With support from a 2019 American Council of Learned Societies fellowship, Jarvis is now working on her next book project, Democratizing Forgiveness: Reconciling Citizens in Revolutionary France. Building on her first book, she argues that, amid conflict, the French Revolution forged modern politics and society by reinventing reconciliation.

The recognition she’s garnered for Politics of the Marketplace is a direct reflection of the support she’s received at Notre Dame, said Jarvis, who also served as a fellow of the Notre Dame Institute for Advanced Studies in the fall semester of 2016.

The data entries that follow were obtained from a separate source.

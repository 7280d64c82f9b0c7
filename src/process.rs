//! The lint pipeline.
//!
//! [`check_text`] is the main entry point: validate the configuration, run
//! the external formatter, and when the output differs from the input, report
//! every difference as a fixable diagnostic. A formatter that cannot handle
//! the input (unparseable code, unsupported syntax) produces no diagnostics;
//! malformed text is the parser's business, not the formatter's.

use anyhow::bail;
use tracing::debug;

use crate::config::FormatConfig;
use crate::error::Result;
use crate::format::Formatter;
use crate::report::{diagnostics, Diagnostic};

/// Check `original` against the output of `formatter` and report every
/// difference as a diagnostic, in text order.
///
/// Returns an empty list when the text is already formatted or when the
/// formatter fails on it; formatter failures are recorded at debug level.
/// Returns an error only for an invalid `config`, which is a caller bug
/// rather than a property of the input text.
pub fn check_text<F: Formatter>(
    original: &str,
    formatter: &mut F,
    config: &FormatConfig,
) -> Result<Vec<Diagnostic>> {
    if let Some(message) = config.validate() {
        bail!("invalid formatter configuration: {message}");
    }

    let reformatted = match formatter.format(original, config) {
        Ok(Some(text)) => text,
        Ok(None) => return Ok(Vec::new()),
        Err(error) => {
            debug!("failed to format: {error:#}");
            return Ok(Vec::new());
        }
    };

    Ok(diagnostics(original, &reformatted).collect())
}
//! Classification of merged edits into human-facing categories.
//!
//! Every [`Diff`] maps to exactly one [`Category`]: pure whitespace edits are
//! told apart from code edits, line-break-affecting edits from same-line ones,
//! and replacements whose trimmed content is unchanged are recognized as
//! moves. Classification is pure and stateless, so edits can be classified in
//! any order; only fix application cares about edit order.

use std::cmp::Ordering;

use crate::diff::Diff;
use crate::predicate::{has_linebreak, is_whitespace, leading_linebreak_count};

/// The category of a merged edit.
#[derive(Debug, Clone, Copy, PartialEq, Eq, Hash)]
pub enum Category {
    /// A line break must be inserted.
    RequireLinebreak,
    /// A line break must be removed.
    ExtraLinebreak,
    /// Whitespace must be inserted.
    RequireWhitespace,
    /// Whitespace must be removed.
    ExtraWhitespace,
    /// Code must be inserted.
    RequireCode,
    /// Code must be removed.
    ExtraCode,
    /// Whitespace must be rewritten without adding or removing line breaks.
    ReplaceWhitespace,
    /// Code must be rewritten.
    ReplaceCode,
    /// Code must move to the next line.
    MoveCodeToNextLine,
    /// Code must move to the previous line.
    MoveCodeToPrevLine,
    /// Whitespace around code must change without moving it across lines.
    MoveCode,
}

/// A classified edit: the category plus any display payload.
///
/// Payloads are snippets of the affected code with surrounding whitespace
/// already trimmed, ready for display. Which sides are present follows the
/// category: `RequireCode` carries the inserted code in `new_text`,
/// `ExtraCode` and the move categories carry the affected code in `old_text`,
/// and `ReplaceCode` carries both.
#[derive(Debug, Clone, PartialEq, Eq)]
pub struct Classification {
    /// The edit's category.
    pub category: Category,
    /// Trimmed snippet of the affected code in the original text.
    pub old_text: Option<String>,
    /// Trimmed snippet of the replacement code.
    pub new_text: Option<String>,
}

impl Classification {
    /// A classification without display payload.
    fn bare(category: Category) -> Self {
        Self {
            category,
            old_text: None,
            new_text: None,
        }
    }
}

/// Classify one merged edit.
///
/// Pure, total, and deterministic: every edit maps to exactly one category.
#[must_use]
pub fn classify(diff: &Diff) -> Classification {
    match diff {
        Diff::Add { new_text, .. } => {
            if is_whitespace(new_text) {
                Classification::bare(if has_linebreak(new_text) {
                    Category::RequireLinebreak
                } else {
                    Category::RequireWhitespace
                })
            } else {
                Classification {
                    category: Category::RequireCode,
                    old_text: None,
                    new_text: Some(new_text.trim().to_string()),
                }
            }
        }
        Diff::Remove { old_text, .. } => {
            if is_whitespace(old_text) {
                Classification::bare(if has_linebreak(old_text) {
                    Category::ExtraLinebreak
                } else {
                    Category::ExtraWhitespace
                })
            } else {
                Classification {
                    category: Category::ExtraCode,
                    old_text: Some(old_text.trim().to_string()),
                    new_text: None,
                }
            }
        }
        Diff::Replace {
            old_text, new_text, ..
        } => classify_replace(old_text, new_text),
    }
}

/// Classify a replacement edit.
fn classify_replace(old_text: &str, new_text: &str) -> Classification {
    // Whitespace reshuffle: the category depends on whether line breaks
    // appeared or disappeared.
    if is_whitespace(old_text) && is_whitespace(new_text) {
        let old_breaks = has_linebreak(old_text);
        let new_breaks = has_linebreak(new_text);
        let category = if !old_breaks && new_breaks {
            Category::RequireLinebreak
        } else if old_breaks && !new_breaks {
            Category::ExtraLinebreak
        } else {
            Category::ReplaceWhitespace
        };
        return Classification::bare(category);
    }

    // Same code, different placement: a move. The direction comes from the
    // number of line breaks in front of the first code character.
    if old_text.trim() == new_text.trim() {
        let old_line = leading_linebreak_count(old_text);
        let new_line = leading_linebreak_count(new_text);
        let category = match new_line.cmp(&old_line) {
            Ordering::Greater => Category::MoveCodeToNextLine,
            Ordering::Less => Category::MoveCodeToPrevLine,
            Ordering::Equal => Category::MoveCode,
        };
        return Classification {
            category,
            old_text: Some(old_text.trim().to_string()),
            new_text: None,
        };
    }

    Classification {
        category: Category::ReplaceCode,
        old_text: Some(old_text.trim().to_string()),
        new_text: Some(new_text.trim().to_string()),
    }
}
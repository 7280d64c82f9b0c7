//! Error types and result aliases for fmtlint.
//!
//! This module defines the error handling infrastructure:
//! - [`Result<T>`]: Type alias for `anyhow::Result<T>` used throughout the crate
//!
//! The diff engine itself is total over its inputs; errors only arise at the
//! boundaries (an invalid formatter configuration, or a formatter rejecting
//! its input).

use anyhow::Result as AnyhowResult;

pub type Result<T> = AnyhowResult<T>;
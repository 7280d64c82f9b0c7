//! Formatter configuration.
//!
//! This module provides the [`FormatConfig`] struct that is handed to the
//! external formatter. The engine never interprets these values itself; it
//! validates them, passes them through [`crate::Formatter::format`], and uses
//! them as the cache key of [`crate::CachedFormatter`]. The field set mirrors
//! the global options shared by mainstream code formatters. Hosts usually
//! deserialize this from their own option object; formatter-specific concerns
//! belong in the formatter implementation, not here.

use serde::{Deserialize, Serialize};

// Serde default functions
fn default_line_width() -> usize {
    120
}
fn default_indent_width() -> usize {
    4
}

/// Line ending style the formatter should produce.
#[derive(Debug, Clone, Copy, Default, PartialEq, Eq, Serialize, Deserialize)]
#[serde(rename_all = "camelCase")]
pub enum NewLineKind {
    /// Keep whatever the majority of the input uses.
    #[default]
    Auto,
    /// Always `\n`.
    LineFeed,
    /// Always `\r\n`.
    CarriageReturnLineFeed,
}

/// Configuration passed to the external formatter.
#[derive(Debug, Clone, PartialEq, Eq, Serialize, Deserialize)]
#[serde(rename_all = "camelCase")]
pub struct FormatConfig {
    /// Maximum width of a line before the formatter wraps it (default: 120)
    #[serde(default = "default_line_width")]
    pub line_width: usize,

    /// Number of columns per indentation level (default: 4)
    #[serde(default = "default_indent_width")]
    pub indent_width: usize,

    /// Indent with tabs instead of spaces (default: false)
    #[serde(default)]
    pub use_tabs: bool,

    /// Line ending style (default: keep the input's)
    #[serde(default)]
    pub new_line_kind: NewLineKind,
}

impl Default for FormatConfig {
    fn default() -> Self {
        FormatConfig {
            line_width: 120,
            indent_width: 4,
            use_tabs: false,
            new_line_kind: NewLineKind::Auto,
        }
    }
}

impl FormatConfig {
    /// Minimum reasonable line width (must fit at least some code)
    const MIN_LINE_WIDTH: usize = 10;
    /// Maximum reasonable line width
    const MAX_LINE_WIDTH: usize = 1000;
    /// Maximum reasonable indent width
    const MAX_INDENT_WIDTH: usize = 20;

    /// Validate configuration values are within reasonable bounds
    ///
    /// Returns an error message if validation fails, None if valid.
    #[must_use]
    pub fn validate(&self) -> Option<String> {
        if self.line_width < Self::MIN_LINE_WIDTH {
            return Some(format!(
                "lineWidth {} is below minimum of {}",
                self.line_width,
                Self::MIN_LINE_WIDTH
            ));
        }
        if self.line_width > Self::MAX_LINE_WIDTH {
            return Some(format!(
                "lineWidth {} exceeds maximum of {}",
                self.line_width,
                Self::MAX_LINE_WIDTH
            ));
        }
        if self.indent_width == 0 {
            return Some("indentWidth must be at least 1".to_string());
        }
        if self.indent_width > Self::MAX_INDENT_WIDTH {
            return Some(format!(
                "indentWidth {} exceeds maximum of {}",
                self.indent_width,
                Self::MAX_INDENT_WIDTH
            ));
        }
        None
    }
}

#[cfg(test)]
mod tests {
    use super::*;

    #[test]
    fn test_default_config() {
        let config = FormatConfig::default();
        assert_eq!(config.line_width, 120);
        assert_eq!(config.indent_width, 4);
        assert!(!config.use_tabs);
        assert_eq!(config.new_line_kind, NewLineKind::Auto);
    }

    #[test]
    fn test_validate_default_config() {
        assert!(FormatConfig::default().validate().is_none());
    }

    #[test]
    fn test_validate_line_width_too_small() {
        let config = FormatConfig {
            line_width: 2,
            ..Default::default()
        };
        assert!(config.validate().unwrap().contains("lineWidth"));
    }

    #[test]
    fn test_validate_line_width_too_large() {
        let config = FormatConfig {
            line_width: 5000,
            ..Default::default()
        };
        assert!(config.validate().is_some());
    }

    #[test]
    fn test_validate_indent_width_zero() {
        let config = FormatConfig {
            indent_width: 0,
            ..Default::default()
        };
        assert!(config.validate().unwrap().contains("indentWidth"));
    }

    #[test]
    fn test_validate_indent_width_too_large() {
        let config = FormatConfig {
            indent_width: 100,
            ..Default::default()
        };
        assert!(config.validate().is_some());
    }

    #[test]
    fn test_partial_json_config_gets_defaults() {
        // Hosts hand over partial option objects; missing keys fall back to
        // the defaults.
        let config: FormatConfig = serde_json::from_str(r#"{"lineWidth": 80}"#).unwrap();
        assert_eq!(config.line_width, 80);
        assert_eq!(config.indent_width, 4);
        assert!(!config.use_tabs);
    }

    #[test]
    fn test_json_config_round_trip() {
        let config = FormatConfig {
            line_width: 100,
            indent_width: 2,
            use_tabs: true,
            new_line_kind: NewLineKind::LineFeed,
        };
        let json = serde_json::to_string(&config).unwrap();
        assert!(json.contains("\"lineWidth\":100"));
        assert!(json.contains("\"newLineKind\":\"lineFeed\""));
        let back: FormatConfig = serde_json::from_str(&json).unwrap();
        assert_eq!(back, config);
    }
}
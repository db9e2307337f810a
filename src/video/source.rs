use std::path::{Path, PathBuf};

use crate::foundation::error::{MvError, MvResult};
#[cfg(feature = "media-ffmpeg")]
use crate::render::raster::Raster;

/// What `ffprobe` reports about a source video.
#[derive(Clone, Debug)]
pub struct VideoSourceInfo {
    /// Inspected file.
    pub source_path: PathBuf,
    /// Frame width.
    pub width: u32,
    /// Frame height.
    pub height: u32,
    /// Frame rate numerator.
    pub fps_num: u32,
    /// Frame rate denominator.
    pub fps_den: u32,
    /// Container duration in seconds (0 if unknown).
    pub duration_sec: f64,
    /// Frame count from `nb_frames`, else estimated from duration and rate.
    pub frame_count: u64,
}

impl VideoSourceInfo {
    /// Frame rate as a float; 0 for a degenerate rate.
    pub fn source_fps(&self) -> f64 {
        if self.fps_den == 0 {
            0.0
        } else {
            f64::from(self.fps_num) / f64::from(self.fps_den)
        }
    }

    /// Frame rate truncated to a whole number, at least 1. 29.97 gives 29.
    pub fn whole_fps(&self) -> u32 {
        (self.source_fps().trunc() as u32).max(1)
    }
}

#[cfg_attr(not(feature = "media-ffmpeg"), allow(dead_code))]
fn estimate_frame_count(nb_frames: Option<&str>, duration_sec: f64, fps: f64) -> u64 {
    if let Some(n) = nb_frames.and_then(|s| s.trim().parse::<u64>().ok()) {
        return n;
    }
    if duration_sec.is_finite() && duration_sec > 0.0 && fps > 0.0 {
        (duration_sec * fps).round() as u64
    } else {
        0
    }
}

#[cfg(feature = "media-ffmpeg")]
pub fn inspect_video(source_path: &Path) -> MvResult<VideoSourceInfo> {
    #[derive(serde::Deserialize)]
    struct FfStream {
        codec_type: Option<String>,
        width: Option<u32>,
        height: Option<u32>,
        r_frame_rate: Option<String>,
        nb_frames: Option<String>,
    }
    #[derive(serde::Deserialize)]
    struct FfFormat {
        duration: Option<String>,
    }
    #[derive(serde::Deserialize)]
    struct FfOutput {
        streams: Vec<FfStream>,
        format: Option<FfFormat>,
    }

    if !source_path.exists() {
        return Err(MvError::file_not_found(source_path));
    }

    let out = std::process::Command::new("ffprobe")
        .args([
            "-v",
            "error",
            "-print_format",
            "json",
            "-show_streams",
            "-show_format",
        ])
        .arg(source_path)
        .output()
        .map_err(|e| MvError::media(format!("failed to run ffprobe: {e}")))?;
    if !out.status.success() {
        return Err(MvError::media(format!(
            "ffprobe failed for '{}': {}",
            source_path.display(),
            String::from_utf8_lossy(&out.stderr).trim()
        )));
    }

    let parsed: FfOutput = serde_json::from_slice(&out.stdout)
        .map_err(|e| MvError::media(format!("ffprobe json parse failed: {e}")))?;
    let video_stream = parsed
        .streams
        .iter()
        .find(|s| s.codec_type.as_deref() == Some("video"))
        .ok_or_else(|| MvError::media("no video stream found"))?;
    let width = video_stream
        .width
        .ok_or_else(|| MvError::media("missing video width from ffprobe"))?;
    let height = video_stream
        .height
        .ok_or_else(|| MvError::media("missing video height from ffprobe"))?;

    let (fps_num, fps_den) = parse_ff_ratio(video_stream.r_frame_rate.as_deref().unwrap_or("0/1"))
        .ok_or_else(|| MvError::media("invalid video r_frame_rate"))?;
    let duration_sec = parsed
        .format
        .as_ref()
        .and_then(|f| f.duration.as_ref())
        .and_then(|s| s.parse::<f64>().ok())
        .unwrap_or(0.0);

    let mut info = VideoSourceInfo {
        source_path: source_path.to_path_buf(),
        width,
        height,
        fps_num,
        fps_den,
        duration_sec,
        frame_count: 0,
    };
    info.frame_count = estimate_frame_count(
        video_stream.nb_frames.as_deref(),
        duration_sec,
        info.source_fps(),
    );

    tracing::debug!(
        path = %source_path.display(),
        width,
        height,
        fps = info.source_fps(),
        frames = info.frame_count,
        "inspected video"
    );
    Ok(info)
}

#[cfg(not(feature = "media-ffmpeg"))]
pub fn inspect_video(_source_path: &Path) -> MvResult<VideoSourceInfo> {
    Err(MvError::media(
        "video sources require the 'media-ffmpeg' feature",
    ))
}

/// Decodes a video front to back, one RGBA frame per call.
///
/// The ffmpeg child is killed when the reader is dropped before the end.
#[cfg(feature = "media-ffmpeg")]
pub struct VideoFrameReader {
    child: std::process::Child,
    stdout: std::process::ChildStdout,
    width: u32,
    height: u32,
    frames_read: u64,
    done: bool,
}

#[cfg(feature = "media-ffmpeg")]
impl VideoFrameReader {
    /// Start decoding `source` at its native size.
    pub fn open(source: &VideoSourceInfo) -> MvResult<Self> {
        use std::process::{Command, Stdio};

        if source.width == 0 || source.height == 0 {
            return Err(MvError::media(
                "decoded video frame size is zero (invalid source dimensions)",
            ));
        }

        let mut child = Command::new("ffmpeg")
            .args(["-v", "error", "-i"])
            .arg(&source.source_path)
            .args(["-f", "rawvideo", "-pix_fmt", "rgba", "pipe:1"])
            .stdin(Stdio::null())
            .stdout(Stdio::piped())
            .stderr(Stdio::null())
            .spawn()
            .map_err(|e| MvError::media(format!("failed to run ffmpeg for video decode: {e}")))?;
        let stdout = child
            .stdout
            .take()
            .ok_or_else(|| MvError::media("failed to open ffmpeg stdout"))?;

        Ok(Self {
            child,
            stdout,
            width: source.width,
            height: source.height,
            frames_read: 0,
            done: false,
        })
    }

    /// Next decoded frame, or `None` once the stream is exhausted.
    pub fn next_frame(&mut self) -> MvResult<Option<Raster>> {
        use std::io::Read as _;

        if self.done {
            return Ok(None);
        }
        let len = self.width as usize * self.height as usize * 4;
        let mut buf = vec![0u8; len];
        let mut filled = 0usize;
        while filled < len {
            match self.stdout.read(&mut buf[filled..]) {
                Ok(0) => break,
                Ok(n) => filled += n,
                Err(e) if e.kind() == std::io::ErrorKind::Interrupted => {}
                Err(e) => {
                    return Err(MvError::media(format!("failed to read decoded frame: {e}")));
                }
            }
        }

        if filled < len {
            // A truncated trailing frame is treated as end of stream.
            self.done = true;
            let _ = self.child.wait();
            tracing::debug!(frames = self.frames_read, "video stream exhausted");
            return Ok(None);
        }

        self.frames_read += 1;
        Raster::from_rgba8(self.width, self.height, buf).map(Some)
    }

    /// Frames returned so far.
    pub fn frames_read(&self) -> u64 {
        self.frames_read
    }
}

#[cfg(feature = "media-ffmpeg")]
impl Drop for VideoFrameReader {
    fn drop(&mut self) {
        if !self.done {
            let _ = self.child.kill();
            let _ = self.child.wait();
        }
    }
}

#[cfg(feature = "media-ffmpeg")]
fn parse_ff_ratio(s: &str) -> Option<(u32, u32)> {
    let mut parts = s.split('/');
    let a = parts.next()?.parse::<u32>().ok()?;
    let b = parts.next()?.parse::<u32>().ok()?;
    if b == 0 {
        return None;
    }
    Some((a, b))
}

#[cfg(test)]
#[path = "../../tests/unit/video/source.rs"]
mod tests;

“The Institute for Scholarship in the Liberal Arts partnered with the Department of History to bring in scholars of the French Revolution to read a full draft of the manuscript and to participate in a roundtable on the current state of the field for undergraduates, graduate students, and faculty,” she said. “A Nanovic Institute grant allowed me to conduct summer research in Paris, and history department funds allowed me to present at multiple conferences in the U.S. and Europe where I gained valuable feedback. And my colleagues in history, at Nanovic, and at the Notre Dame Institute for Advanced Study all shared their insights.

“Without the intellectual and institutional resources of Notre Dame and the College of Arts and Letters, it would have been impossible to complete a project of this caliber.”